Start of DATASET ENTRIES

// SPDX-License-Identifier: BUSL-1.1
// Copyright (c) 2026 Alfred Jean LLC

//! Errors from the Connection Registry (§4.D, §7).

use thiserror::Error;

#[derive(Debug, Error)]
pub enum RegistryError {
    #[error("auth token mismatch")]
    AuthFailure,

    #[error("connection not found: {0}")]
    NotFound(String),

    #[error("send failed: {0}")]
    SendFailure(String),
}
// SPDX-License-Identifier: BUSL-1.1
// Copyright (c) 2026 Alfred Jean LLC

//! The typed event taxonomy that the Event Bus normalizes onto and the
//! Fan-Out Engine routes (§3.5).

use serde::{Deserialize, Serialize};
use serde_json::Value;

/// One of the fourteen wire-level event kinds this workspace knows how to
/// produce and route. Every variant carries `timestamp` (milliseconds) via
/// the enclosing envelope, plus a type-specific payload.
#[derive(Debug, Clone, Serialize, Deserialize)]
#[serde(tag = "type")]
pub enum Event {
    #[serde(rename = "job_submitted")]
    JobSubmitted {
        job_id: String,
        timestamp: i64,
        service_required: String,
        source: String,
    },
    #[serde(rename = "job_assigned")]
    JobAssigned {
        job_id: String,
        timestamp: i64,
        worker_id: String,
    },
    #[serde(rename = "job_status_changed")]
    JobStatusChanged {
        job_id: String,
        timestamp: i64,
        status: String,
        #[serde(default, skip_serializing_if = "Option::is_none")]
        previous_status: Option<String>,
    },
    #[serde(rename = "update_job_progress")]
    UpdateJobProgress {
        job_id: String,
        timestamp: i64,
        progress: f64,
        #[serde(default, skip_serializing_if = "Option::is_none")]
        message: Option<String>,
    },
    #[serde(rename = "complete_job")]
    CompleteJob {
        job_id: String,
        timestamp: i64,
        #[serde(default, skip_serializing_if = "Option::is_none")]
        result: Option<Value>,
    },
    #[serde(rename = "job_failed")]
    JobFailed {
        job_id: String,
        timestamp: i64,
        error: String,
        #[serde(default)]
        cancelled: bool,
    },
    #[serde(rename = "worker_status_changed")]
    WorkerStatusChanged {
        worker_id: String,
        timestamp: i64,
        status: String,
        #[serde(default, skip_serializing_if = "Option::is_none")]
        previous_status: Option<String>,
    },
    #[serde(rename = "worker_connected")]
    WorkerConnected {
        worker_id: String,
        timestamp: i64,
        #[serde(default, skip_serializing_if = "Option::is_none")]
        machine_id: Option<String>,
    },
    #[serde(rename = "worker_disconnected")]
    WorkerDisconnected {
        worker_id: String,
        timestamp: i64,
        #[serde(default, skip_serializing_if = "Option::is_none")]
        reason: Option<String>,
    },
    #[serde(rename = "connector_status_changed")]
    ConnectorStatusChanged {
        worker_id: String,
        timestamp: i64,
        connector: String,
        status: String,
    },
    #[serde(rename = "machine_startup")]
    MachineStartup { machine_id: String, timestamp: i64 },
    #[serde(rename = "machine_startup_step")]
    MachineStartupStep {
        machine_id: String,
        timestamp: i64,
        step_name: String,
        bucket: String,
    },
    #[serde(rename = "machine_startup_complete")]
    MachineStartupComplete { machine_id: String, timestamp: i64 },
    #[serde(rename = "machine_shutdown")]
    MachineShutdown {
        machine_id: String,
        timestamp: i64,
        reason: String,
    },
}

impl Event {
    /// The job id this event concerns, if any — used by Fan-Out to match
    /// SSE and duplex-client subscriptions (§4.E).
    pub fn job_id(&self) -> Option<&str> {
        match self {
            Event::JobSubmitted { job_id, .. }
            | Event::JobAssigned { job_id, .. }
            | Event::JobStatusChanged { job_id, .. }
            | Event::UpdateJobProgress { job_id, .. }
            | Event::CompleteJob { job_id, .. }
            | Event::JobFailed { job_id, .. } => Some(job_id),
            _ => None,
        }
    }

    /// Whether this event should close a job-scoped SSE stream after
    /// delivery (§4.E rule 2, invariant 13).
    pub fn is_job_terminal(&self) -> bool {
        matches!(self, Event::CompleteJob { .. } | Event::JobFailed { .. })
    }

    /// Whether the job-to-submitter mapping entry for this event's job
    /// should be removed after delivery (§3.6).
    pub fn clears_submitter_mapping(&self) -> bool {
        self.is_job_terminal()
    }

    /// The topic string monitors subscribe to in order to match this event
    /// (§4.E rule 1). Coarse-grained: one topic per event family.
    pub fn topic(&self) -> &'static str {
        match self {
            Event::JobSubmitted { .. }
            | Event::JobAssigned { .. }
            | Event::JobStatusChanged { .. }
            | Event::UpdateJobProgress { .. }
            | Event::CompleteJob { .. }
            | Event::JobFailed { .. } => "jobs",
            Event::WorkerStatusChanged { .. }
            | Event::WorkerConnected { .. }
            | Event::WorkerDisconnected { .. }
            | Event::ConnectorStatusChanged { .. } => "workers",
            Event::MachineStartup { .. }
            | Event::MachineStartupStep { .. }
            | Event::MachineStartupComplete { .. }
            | Event::MachineShutdown { .. } => "machines",
        }
    }
}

End of DATASET ENTRIES

■ PROBLEM REQUIREMENTS:
Go through the records and pull out each line that includes the word "WorkerDisconnected".

■ FINISHED EXERCISE:
    WorkerDisconnected {
            | Event::WorkerDisconnected { .. }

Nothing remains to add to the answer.